Prinzipiell wird in Deutschland mit jagdlichen Eingriffen versucht die
Bestände zu reduzieren. Für einige Sonderbereiche, wo jagdliche Eingriffe
nicht oder nur schwierig realisierbar sind, wie beispielsweise im urbanen
Raum, ist auch denkbar die Fertilität der Wildschweine pharmakologisch zu
kontrollieren. Das ist bislang aber nur ein theoretischer Ansatz. Es wurde
noch nie tatsächlich umgesetzt.
> Wie effektiv ist Abschuss als Methode der Bestandsregulation?
Kompensieren die Tiere den Verlust und hilft Bejagung überhaupt?
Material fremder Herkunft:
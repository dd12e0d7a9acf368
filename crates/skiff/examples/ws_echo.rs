//! WebSocket echo with per-room greetings.
//!
//! ```bash
//! cargo run --example ws_echo
//! # then, from a browser console:
//! #   const ws = new WebSocket("ws://localhost:8080/ws/lobby");
//! #   ws.onmessage = (m) => console.log(m.data);
//! #   ws.send("hi");
//! ```

use skiff::{App, Response, WebSocketHandlers};

fn main() {
    skiff::logging::init(skiff::LogConfig::new());

    let mut app = App::new(8080);
    app.get("/", |_ctx| {
        Response::html(
            "<h1>ws_echo</h1>\
             <p>connect a WebSocket to <code>/ws/&lt;room&gt;</code></p>",
        )
    });
    app.websocket(
        "/ws/:room",
        WebSocketHandlers::new()
            .on_connect(|conn| {
                let room = conn.param("room").unwrap_or("?").to_string();
                conn.send_text(&format!("welcome to {room}"));
            })
            .on_message(|conn, text| {
                if text == "/quit" {
                    conn.close();
                } else {
                    conn.send_text(text);
                }
            })
            .on_binary(|conn, bytes| conn.send_binary(bytes))
            .on_close(|conn| {
                let room = conn.param("room").unwrap_or("?");
                skiff::log_info!("connection to {room} closed");
            }),
    );

    if let Err(e) = app.run() {
        eprintln!("server failed to start: {e}");
        std::process::exit(1);
    }
}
In Offenlandschaften hilft die Bejagung, die Zahl der Wildschweine zu
reduzieren und Schäden an landwirtschaftlichen Kulturen zu verhindern. Im
urbanen Raum gestaltet sich das jedoch deutlich schwieriger. Zwar können
die Tiere durch gezielte Jagdmaßnahmen von sensiblen Flächen ferngehalten
werden, eine dauerhafte Verdrängung aus städtischen Gebieten ist jedoch
nicht möglich. Wildschweine sind mittlerweile ein fester Bestandteil
urbaner Lebensräume und werden es auch bleiben. Wir werden lernen müssen,
sowohl die positiven als auch die negativen Aspekte dieses Zusammenlebens
zu akzeptieren und damit umzugehen.
> Was können oder müssten Bürger*innen tun oder sich wie verhalten, um der
Ausbreitung von Wildschweinen in Bereiche entgegenzuwirken, in denen wir
sie nicht wollen?
Ein Bereich wird für Wildschweine uninteressant, wenn er keine
Nahrungsquellen bietet. Daher sollten Essensreste so entsorgt werden, dass
sie für die Tiere unerreichbar sind. Schwieriger wird es jedoch bei
unterirdischen Nahrungsquellen, wie beispielsweise Larven und
Regenwürmern, da diese naturgemäß schwer zu kontrollieren sind. Ein
stabiler, wildschweinsicherer Zaun ist zwar finanziell aufwendig, bietet
jedoch einen wirksamen Schutz. Die gezielte Manipulation oder Bekämpfung
von Bodenlebewesen, um Wildschweine fernzuhalten, ist hingegen umstritten
und sollte nur in absoluten Ausnahmefällen in Betracht gezogen werden.
> Wie verhalte ich mich korrekt, wenn eine Wildschweinrotte in meinem
Garten wühlt oder mir beim Gassi gehen/joggen begegnet?
Wildschweine sind nicht grundsätzlich gefährlich, aber durchaus wehrhaft.
Sollten Sie einem Wildschwein begegnen, bleiben Sie zunächst ruhig stehen
und nähern sich nicht weiter. Kritische Situationen entstehen vor allem,
wenn Frischlinge dabei sind, da die Bache ihre Jungtiere entschlossen
verteidigt, wenn sie sich bedroht fühlt. Bevor es zu einem tatsächlichen
Angriff kommt, führen Wildschweine meist Scheinangriffe durch.
Da Wildschweine keine ausgeprägte Mimik besitzen, sind ihre Absichten
schwer zu deuten. Besonders aufmerksam sollten Sie werden, wenn die Tiere
die Ohren hochstellen und den Schwanz aufrichten. Diese Signale sollten
Sie unbedingt als Warnung verstehen und sich langsam und ruhig
zurückziehen. Solche Situationen sind jedoch äußerst selten und treten
fast nur auf, wenn Wildschweine überrascht werden. In der Regel haben sie
Menschen längst bemerkt und ziehen sich von selbst zurück. Besondere
Vorsicht ist geboten, wenn Sie mit einem Hund unterwegs sind. In der
Vergangenheit kam es vor allem bei Begegnungen mit freilaufenden Hunden zu
Angriffen. Lassen Sie Ihren Hund in Gebieten, in denen Wildschweine leben,
daher stets angeleint.
Grundsätzlich haben Wildschweine mehr Angst vor Menschen als umgekehrt.
Sollten Sie ihnen dennoch unerwartet nahekommen, machen Sie durch ruhige
Geräusche auf sich aufmerksam – das Tier wird in der Regel den Rückzug
antreten. Beobachten Sie Wildschweine am besten aus sicherer Distanz und
genießen Sie das beeindruckende Naturerlebnis.